Junge Lyrik im Luther-Jahr

Der Bundeswettbewerb "lyrix" macht Station in drei Trierer Museen.

Trier (red) Der internationale Bundeswettbewerb für Nachwuchsdichter "lyrix" war unter der Schirmherrschaft von Bildungsministerin Stefanie Hubig im Rheinischen Landesmuseum, Museum am Dom und Stadtmuseum Simeonstift Trier zu Gast. Zur Eröffnung waren mehr als 100 Schüler, Lehrer und Ehrengäste in das Trierer Stadtmuseum Simeonstift an der Porta Nigra gekommen.
Der Adelbert-von-Chamisso-Preisträger José F.A. Oliver stellte das im Luther-Jahr ausgewählte Septembermotto "zu tisch war immer einer mehr geladen" persönlich vor. Es stammt aus seinem Gedicht "bauern brot" und soll junge Leute zwischen zehn und zwanzig Jahren vom 1. bis 30. September dazu anregen, Gedichte online beim Bundeswettbewerb "lyrix" einzusenden.

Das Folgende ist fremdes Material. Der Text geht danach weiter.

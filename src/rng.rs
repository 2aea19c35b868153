//! Deterministic pseudo-random source for the procedural effects.
//!
//! SplitMix64 mixing. Seeded from the engine configuration so simulated
//! runs are reproducible.

/// Small deterministic PRNG.
#[derive(Debug, Clone)]
pub struct Rng {
    state: u64,
}

impl Rng {
    pub const fn new(seed: u64) -> Self {
        Self { state: seed }
    }

    /// Next raw 64-bit value (SplitMix64).
    pub fn next_u64(&mut self) -> u64 {
        self.state = self.state.wrapping_add(0x9e37_79b9_7f4a_7c15);
        let mut z = self.state;
        z = (z ^ (z >> 30)).wrapping_mul(0xbf58_476d_1ce4_e5b9);
        z = (z ^ (z >> 27)).wrapping_mul(0x94d0_49bb_1331_11eb);
        z ^ (z >> 31)
    }

    /// Uniform u32 below `bound` (0 when `bound` is 0).
    #[allow(clippy::cast_possible_truncation)]
    pub fn next_u32_below(&mut self, bound: u32) -> u32 {
        if bound == 0 {
            return 0;
        }
        // Lemire-style multiply-shift reduction
        let x = (self.next_u64() >> 32) as u32;
        ((u64::from(x) * u64::from(bound)) >> 32) as u32
    }

    /// Uniform f32 in [0, 1).
    #[allow(clippy::cast_precision_loss)]
    pub fn next_f32(&mut self) -> f32 {
        // Top 24 bits give a full-precision f32 mantissa.
        let bits = (self.next_u64() >> 40) as u32;
        bits as f32 / 16_777_216.0
    }

    /// Uniform f32 in [min, max).
    pub fn range_f32(&mut self, min: f32, max: f32) -> f32 {
        min + self.next_f32() * (max - min)
    }

    /// Bernoulli trial with probability `p`.
    pub fn chance(&mut self, p: f32) -> bool {
        self.next_f32() < p
    }

    /// Approximate standard normal sample (Irwin-Hall, 12 uniforms).
    pub fn norm(&mut self) -> f32 {
        let mut sum = 0.0;
        for _ in 0..12 {
            sum += self.next_f32();
        }
        sum - 6.0
    }
}
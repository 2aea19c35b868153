use embassy_time::{Duration, Instant};

#[cfg(feature = "esp32-log")]
use esp_println::println;

use crate::bounds::{RenderingBounds, bounded};
use crate::color::Rgb;
use crate::effect::{EffectContext, EffectSlot, ModeId};
use crate::registers::ControlRegisters;

/// Configuration for the light engine
///
/// Pixel count, lamp zone count and the random seed are fixed at process
/// start and never change at runtime.
#[derive(Clone)]
pub struct LightEngineConfig {
    pub bounds: RenderingBounds,
    /// Number of simulated lamp zones for `eras`/`cinematic`
    pub lamp_count: usize,
    /// Seed for the effects' random sources
    pub seed: u64,
    /// Duration of static color crossfades (zero for immediate changes)
    pub color_change: Duration,
}

/// Render loop core - evaluates the active effect once per frame
///
/// Owns the frame buffer, the active effect slot and all per-effect state.
/// The only shared data it touches are the control registers, and only for
/// the one snapshot taken at the start of each frame.
pub struct Renderer<'a, const MAX_LEDS: usize> {
    registers: &'a ControlRegisters,
    bounds: RenderingBounds,
    lamp_count: usize,
    seed: u64,
    color_change: Duration,

    // Internal state
    slot: EffectSlot,
    last_color: Rgb,
    frame_buffer: [Rgb; MAX_LEDS],
}

impl<'a, const MAX_LEDS: usize> Renderer<'a, MAX_LEDS> {
    /// Create a new renderer over the shared control registers.
    ///
    /// The initial mode and color are read from the registers.
    pub fn new(registers: &'a ControlRegisters, config: &LightEngineConfig) -> Self {
        let state = registers.snapshot();
        let ctx = EffectContext {
            color: state.color,
            lamp_count: config.lamp_count,
            seed: config.seed ^ u64::from(state.mode as u8),
        };
        Self {
            registers,
            bounds: config.bounds,
            lamp_count: config.lamp_count,
            seed: config.seed,
            color_change: config.color_change,
            slot: state.mode.to_slot(&ctx),
            last_color: state.color,
            frame_buffer: [Rgb { r: 0, g: 0, b: 0 }; MAX_LEDS],
        }
    }

    /// Process one frame
    ///
    /// Snapshots the control registers, applies any mode/color change, then
    /// dispatches to the active effect. Returns the rendered frame, or
    /// `None` when the effect reports no change worth pushing to the sink.
    pub fn render(&mut self, now: Instant) -> Option<&[Rgb]> {
        let mut state = self.registers.snapshot();

        // A finished self-check restores whatever preceded it
        if self.slot.test_finished(now) {
            if let Some(restored) = self.registers.complete_test() {
                state = restored;
            } else if state.mode == ModeId::Test {
                // Nothing captured (test was the initial mode): settle on a
                // static fill of the configured color
                self.registers.set_mode(ModeId::Static);
                state.mode = ModeId::Static;
            }
        }

        if state.mode != self.slot.id() {
            self.switch_mode(state.mode, state.color);
        } else if state.color != self.last_color {
            self.slot.set_color(state.color, self.color_change, now);
            self.last_color = state.color;
        }

        let frame = bounded(&mut self.frame_buffer, self.bounds);
        let dirty = self.slot.render(now, frame);

        dirty.then(|| {
            &self.frame_buffer[self.bounds.start as usize..self.bounds.end as usize]
        })
    }

    /// Cadence the active effect wants for the next frame
    pub fn frame_duration(&self) -> Duration {
        self.slot.frame_duration()
    }

    /// Mode currently being rendered
    pub fn current_mode(&self) -> ModeId {
        self.slot.id()
    }

    /// Build a fresh effect slot for `mode`
    ///
    /// Per-effect state lives inside the slot, so entering a mode resets its
    /// phases exactly once, at the transition edge.
    fn switch_mode(&mut self, mode: ModeId, color: Rgb) {
        #[cfg(feature = "esp32-log")]
        println!(
            "[Renderer.switch_mode] {} -> {}",
            self.slot.id().as_str(),
            mode.as_str()
        );

        let ctx = EffectContext {
            color,
            lamp_count: self.lamp_count,
            seed: self.seed ^ u64::from(mode as u8),
        };
        self.slot = mode.to_slot(&ctx);
        self.slot.reset();
        self.last_color = color;
    }
}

Als Inspirationsquelle zum lyrischen Schreiben haben die drei Museen das Bild "Speisung der Fünftausend" (1657) von Adriaen van Nieulandt, eine Bronzeschale aus dem Hochmittelalter (etwa um 1200) mit dem Gleichnis vom Barmherzigen Samariter und die Reliquie Abendmalmesser, das der Legende nach beim letzten Abendmahl Jesu verwendet wurde, ausgesucht.
Die Unterstützung durch die Schirmherrschaft und Förderung der Bildungsministerin von Rheinland-Pfalz, Stefanie Hubig, die Kooperation der drei Trierer Museen sowie die Förderung durch die Robert Bosch Stiftung und das Engagement des Philologenverbandes und des Friedrich-Bödecker-Kreises e.V. machten Trier für eine Woche zur deutschen Metropole für junge Lyrik.

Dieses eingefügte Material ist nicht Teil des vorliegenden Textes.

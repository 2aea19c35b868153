//! Simulated incandescent lamp zones
//!
//! Shared machinery for the `eras` and `cinematic` modes. A small number of
//! lamp zones (independent of pixel count) sit along the strip; each carries
//! a jittered color temperature and a brightness level that converges toward
//! a randomly re-targeted value, plus a shared mains-hum oscillation and
//! occasional surge events. Pixels map to the nearest zone with Gaussian
//! falloff; pixels outside every zone's radius stay black.
//!
//! `cinematic` uses the same field with contrastier tuning and adds an
//! oscillating vignette toward the strip edges and single-frame glitch
//! multipliers.

use core::f32::consts::PI;

use embassy_time::{Duration, Instant};
use heapless::Vec;

use super::Effect;
use crate::{
    color::{Rgb, kelvin_to_rgb},
    mathf::{event_gate, gauss},
    rng::Rng,
};

const MAX_LAMPS: usize = 16;

const FRAME_DURATION: Duration = Duration::from_millis(40);

/// Maximum dt fed into the random-walk gates; longer stalls are treated as
/// one long frame instead of a catch-up burst.
const MAX_DT_SECONDS: f32 = 0.25;

/// Surge length bounds, in frames
const SURGE_FRAMES_MIN: u32 = 8;
const SURGE_FRAMES_MAX: u32 = 24;

/// Shared mains-hum angular speed (radians per second)
const HUM_SPEED: f32 = 2.0 * PI * 1.0;

/// Vignette oscillation angular speed
const VIGNETTE_SPEED: f32 = 2.0 * PI / 9.0;

/// Glitch multiplier bounds
const GLITCH_MIN: f32 = 0.3;
const GLITCH_MAX: f32 = 1.6;

/// Tuning constants distinguishing the eras and cinematic renditions.
#[derive(Debug, Clone, Copy)]
struct LampTuning {
    /// Brightness retarget range
    level_min: f32,
    level_max: f32,
    /// Per-frame convergence factor toward the target level
    convergence: f32,
    /// Mean retarget events per second, per lamp
    retarget_rate: f32,
    /// Mean surge events per second, per lamp
    surge_rate: f32,
    surge_amp_min: f32,
    surge_amp_max: f32,
    /// Mains-hum modulation depth
    hum_depth: f32,
    /// Color temperature base and Gaussian jitter, in Kelvin
    kelvin_base: f32,
    kelvin_jitter: f32,
    /// Edge-darkening depth (0 disables the vignette)
    vignette_depth: f32,
    /// Mean single-frame glitches per second (0 disables)
    glitch_rate: f32,
}

const ERAS_TUNING: LampTuning = LampTuning {
    level_min: 0.55,
    level_max: 0.95,
    convergence: 0.19,
    retarget_rate: 0.7,
    surge_rate: 0.25,
    surge_amp_min: 0.08,
    surge_amp_max: 0.25,
    hum_depth: 0.03,
    kelvin_base: 2400.0,
    kelvin_jitter: 180.0,
    vignette_depth: 0.0,
    glitch_rate: 0.0,
};

const CINEMATIC_TUNING: LampTuning = LampTuning {
    level_min: 0.2,
    level_max: 1.0,
    convergence: 0.25,
    retarget_rate: 1.2,
    surge_rate: 0.4,
    surge_amp_min: 0.15,
    surge_amp_max: 0.5,
    hum_depth: 0.05,
    kelvin_base: 3200.0,
    kelvin_jitter: 350.0,
    vignette_depth: 0.35,
    glitch_rate: 0.6,
};

#[derive(Debug, Clone, Copy)]
struct Surge {
    frames_left: u32,
    total_frames: u32,
    amplitude: f32,
}

#[derive(Debug, Clone)]
struct Lamp {
    center: f32,
    radius: f32,
    kelvin: f32,
    color: Rgb,
    level: f32,
    target: f32,
    surge: Option<Surge>,
}

/// Zoned lamp effect shared by `eras` and `cinematic`.
#[derive(Debug, Clone)]
pub struct LampEffect {
    tuning: LampTuning,
    rng: Rng,
    lamps: Vec<Lamp, MAX_LAMPS>,
    lamp_count: usize,
    /// Pixel count the current lamp layout was built for
    layout_len: usize,
    hum_phase: f32,
    vignette_phase: f32,
    /// This frame's glitch multiplier (1.0 = none)
    glitch: f32,
    last_frame: Option<Instant>,
}

impl LampEffect {
    /// Warm, calm incandescent rendition.
    pub fn eras(seed: u64, lamp_count: usize) -> Self {
        Self::with_tuning(seed, lamp_count, ERAS_TUNING)
    }

    /// High-contrast rendition with vignette and glitches.
    pub fn cinematic(seed: u64, lamp_count: usize) -> Self {
        Self::with_tuning(seed, lamp_count, CINEMATIC_TUNING)
    }

    fn with_tuning(seed: u64, lamp_count: usize, tuning: LampTuning) -> Self {
        Self {
            tuning,
            rng: Rng::new(seed),
            lamps: Vec::new(),
            lamp_count: lamp_count.clamp(1, MAX_LAMPS),
            layout_len: 0,
            hum_phase: 0.0,
            vignette_phase: 0.0,
            glitch: 1.0,
            last_frame: None,
        }
    }

    fn jittered_kelvin(&mut self) -> f32 {
        (self.tuning.kelvin_base + self.tuning.kelvin_jitter * self.rng.norm())
            .clamp(1000.0, 6500.0)
    }

    /// Lay the lamps out evenly for a strip of `len` pixels.
    #[allow(clippy::cast_precision_loss, clippy::cast_possible_truncation, clippy::cast_sign_loss)]
    fn layout(&mut self, len: usize) {
        self.lamps.clear();
        let spacing = len as f32 / self.lamp_count as f32;
        for i in 0..self.lamp_count {
            let kelvin = self.jittered_kelvin();
            let level = self.rng.range_f32(self.tuning.level_min, self.tuning.level_max);
            let lamp = Lamp {
                center: (i as f32 + 0.5) * spacing,
                // Zones do not quite touch; the gaps stay black
                radius: spacing * 0.42,
                kelvin,
                color: kelvin_to_rgb(kelvin as u16),
                level,
                target: level,
                surge: None,
            };
            let _ = self.lamps.push(lamp);
        }
        self.layout_len = len;
    }

    /// Advance lamp levels, hum, surges and glitches by `dt` seconds.
    #[allow(clippy::cast_possible_truncation)]
    fn step(&mut self, dt: f32) {
        self.hum_phase = (self.hum_phase + HUM_SPEED * dt) % (2.0 * PI);
        self.vignette_phase = (self.vignette_phase + VIGNETTE_SPEED * dt) % (2.0 * PI);

        let retarget_p = event_gate(self.tuning.retarget_rate, dt);
        let surge_p = event_gate(self.tuning.surge_rate, dt);

        // Borrow dance: the RNG is needed while iterating the lamps
        let tuning = self.tuning;
        for i in 0..self.lamps.len() {
            if self.rng.chance(retarget_p) {
                let target = self.rng.range_f32(tuning.level_min, tuning.level_max);
                let kelvin = self.jittered_kelvin();
                let lamp = &mut self.lamps[i];
                lamp.target = target;
                lamp.kelvin = kelvin;
                lamp.color = kelvin_to_rgb(kelvin as u16);
            }

            {
                let lamp = &mut self.lamps[i];
                lamp.level += (lamp.target - lamp.level) * tuning.convergence;
                lamp.level = lamp.level.clamp(0.0, 1.0);

                if let Some(mut surge) = lamp.surge {
                    surge.frames_left = surge.frames_left.saturating_sub(1);
                    lamp.surge = (surge.frames_left > 0).then_some(surge);
                }
            }

            if self.lamps[i].surge.is_none() && self.rng.chance(surge_p) {
                let span = SURGE_FRAMES_MAX - SURGE_FRAMES_MIN;
                let total = SURGE_FRAMES_MIN + self.rng.next_u32_below(span + 1);
                let amplitude = self
                    .rng
                    .range_f32(tuning.surge_amp_min, tuning.surge_amp_max);
                self.lamps[i].surge = Some(Surge {
                    frames_left: total,
                    total_frames: total,
                    amplitude,
                });
            }
        }

        self.glitch = if tuning.glitch_rate > 0.0
            && self.rng.chance(event_gate(tuning.glitch_rate, dt))
        {
            self.rng.range_f32(GLITCH_MIN, GLITCH_MAX)
        } else {
            1.0
        };
    }

    /// Instantaneous brightness of a lamp, hum and surge included.
    #[allow(clippy::cast_precision_loss)]
    fn lamp_brightness(&self, lamp: &Lamp) -> f32 {
        let hum = 1.0 + self.tuning.hum_depth * libm::sinf(self.hum_phase);
        let surge = lamp.surge.map_or(0.0, |s| {
            let done = (s.total_frames - s.frames_left) as f32 / s.total_frames as f32;
            s.amplitude * libm::sinf(PI * done).max(0.0)
        });
        (lamp.level * hum + surge).clamp(0.0, 1.0)
    }

    /// Vignette darkening at normalized position `x` in [0, 1].
    fn vignette(&self, x: f32) -> f32 {
        if self.tuning.vignette_depth <= 0.0 {
            return 1.0;
        }
        // Depth itself oscillates slowly
        let depth = self.tuning.vignette_depth * (0.75 + 0.25 * libm::sinf(self.vignette_phase));
        let edge = (x - 0.5).abs() * 2.0;
        1.0 - depth * edge * edge
    }

    /// Diagnostic used by the simulation harness: all persistent fields are
    /// finite and inside their clamped ranges.
    pub fn state_bounds_ok(&self) -> bool {
        let phases_ok = self.hum_phase.is_finite()
            && (0.0..2.0 * PI).contains(&self.hum_phase)
            && self.vignette_phase.is_finite()
            && (0.0..2.0 * PI).contains(&self.vignette_phase);
        let glitch_ok =
            self.glitch == 1.0 || (GLITCH_MIN..=GLITCH_MAX).contains(&self.glitch);
        phases_ok
            && glitch_ok
            && self.lamps.iter().all(|lamp| {
                (0.0..=1.0).contains(&lamp.level)
                    && (0.0..=1.0).contains(&lamp.target)
                    && (1000.0..=6500.0).contains(&lamp.kelvin)
            })
    }
}

#[allow(clippy::cast_possible_truncation, clippy::cast_sign_loss)]
fn scale_channel(channel: u8, level: f32) -> u8 {
    (f32::from(channel) * level.clamp(0.0, 1.0) + 0.5) as u8
}

impl Effect for LampEffect {
    #[allow(clippy::cast_precision_loss)]
    fn render(&mut self, now: Instant, leds: &mut [Rgb]) -> bool {
        if leds.is_empty() {
            return false;
        }

        if self.layout_len != leds.len() {
            self.layout(leds.len());
        }

        let dt = self.last_frame.map_or(0.0, |last| {
            (now.duration_since(last).as_micros() as f32 / 1_000_000.0)
                .clamp(0.0, MAX_DT_SECONDS)
        });
        self.last_frame = Some(now);

        self.step(dt);

        let len = leds.len() as f32;
        for (i, led) in leds.iter_mut().enumerate() {
            let x = i as f32 + 0.5;

            // Nearest zone wins; outside every radius the pixel stays black
            let Some((lamp, distance)) = self
                .lamps
                .iter()
                .map(|lamp| (lamp, (x - lamp.center).abs()))
                .min_by(|a, b| a.1.total_cmp(&b.1))
            else {
                *led = Rgb { r: 0, g: 0, b: 0 };
                continue;
            };

            if distance > lamp.radius {
                *led = Rgb { r: 0, g: 0, b: 0 };
                continue;
            }

            let falloff = gauss(distance, lamp.radius * 0.6);
            let brightness = self.lamp_brightness(lamp)
                * falloff
                * self.vignette(x / len)
                * self.glitch;

            *led = Rgb {
                r: scale_channel(lamp.color.r, brightness),
                g: scale_channel(lamp.color.g, brightness),
                b: scale_channel(lamp.color.b, brightness),
            };
        }

        true
    }

    fn reset(&mut self) {
        self.lamps.clear();
        self.layout_len = 0;
        self.hum_phase = 0.0;
        self.vignette_phase = 0.0;
        self.glitch = 1.0;
        self.last_frame = None;
    }

    fn frame_duration(&self) -> Duration {
        FRAME_DURATION
    }
}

Von Anfang an war es das "lyrix"-Prinzip, junge Leute mit professionellen Autoren zusammenzubringen. "Lyrix" will nicht nur die Preisträger bei der Bundessiegerehrung in Berlin daran teilhaben lassen, sondern gerade auch Schüler, die gerade erste oder zweite Schritte im kreativen Umgang mit der gebundenen Sprache machen.
Mit großer Motivation gingen die Schüler des Thomas-Morus-Gymnasiums Daun, des Stefan-Andres-Gymnasiums Schweich, des Friedrich-Spee-Gymnasiums Trier, der Integrierten Gesamtschule Morbach und des Peter-Wust-Gymnasiums Wittlich in den Gedichtschreibwerkstätten von José Oliver daran, den Weg von der Notiz bis zum Gedicht zu gehen.
Die Schreibwerkstätten wurden immer kombiniert mit thematischen Führungen durch die drei beteiligten Museen. Die entstandenen Texte zeigen eine hohe Qualität, Leidenschaft, Kreativität und sprachliche Intensität.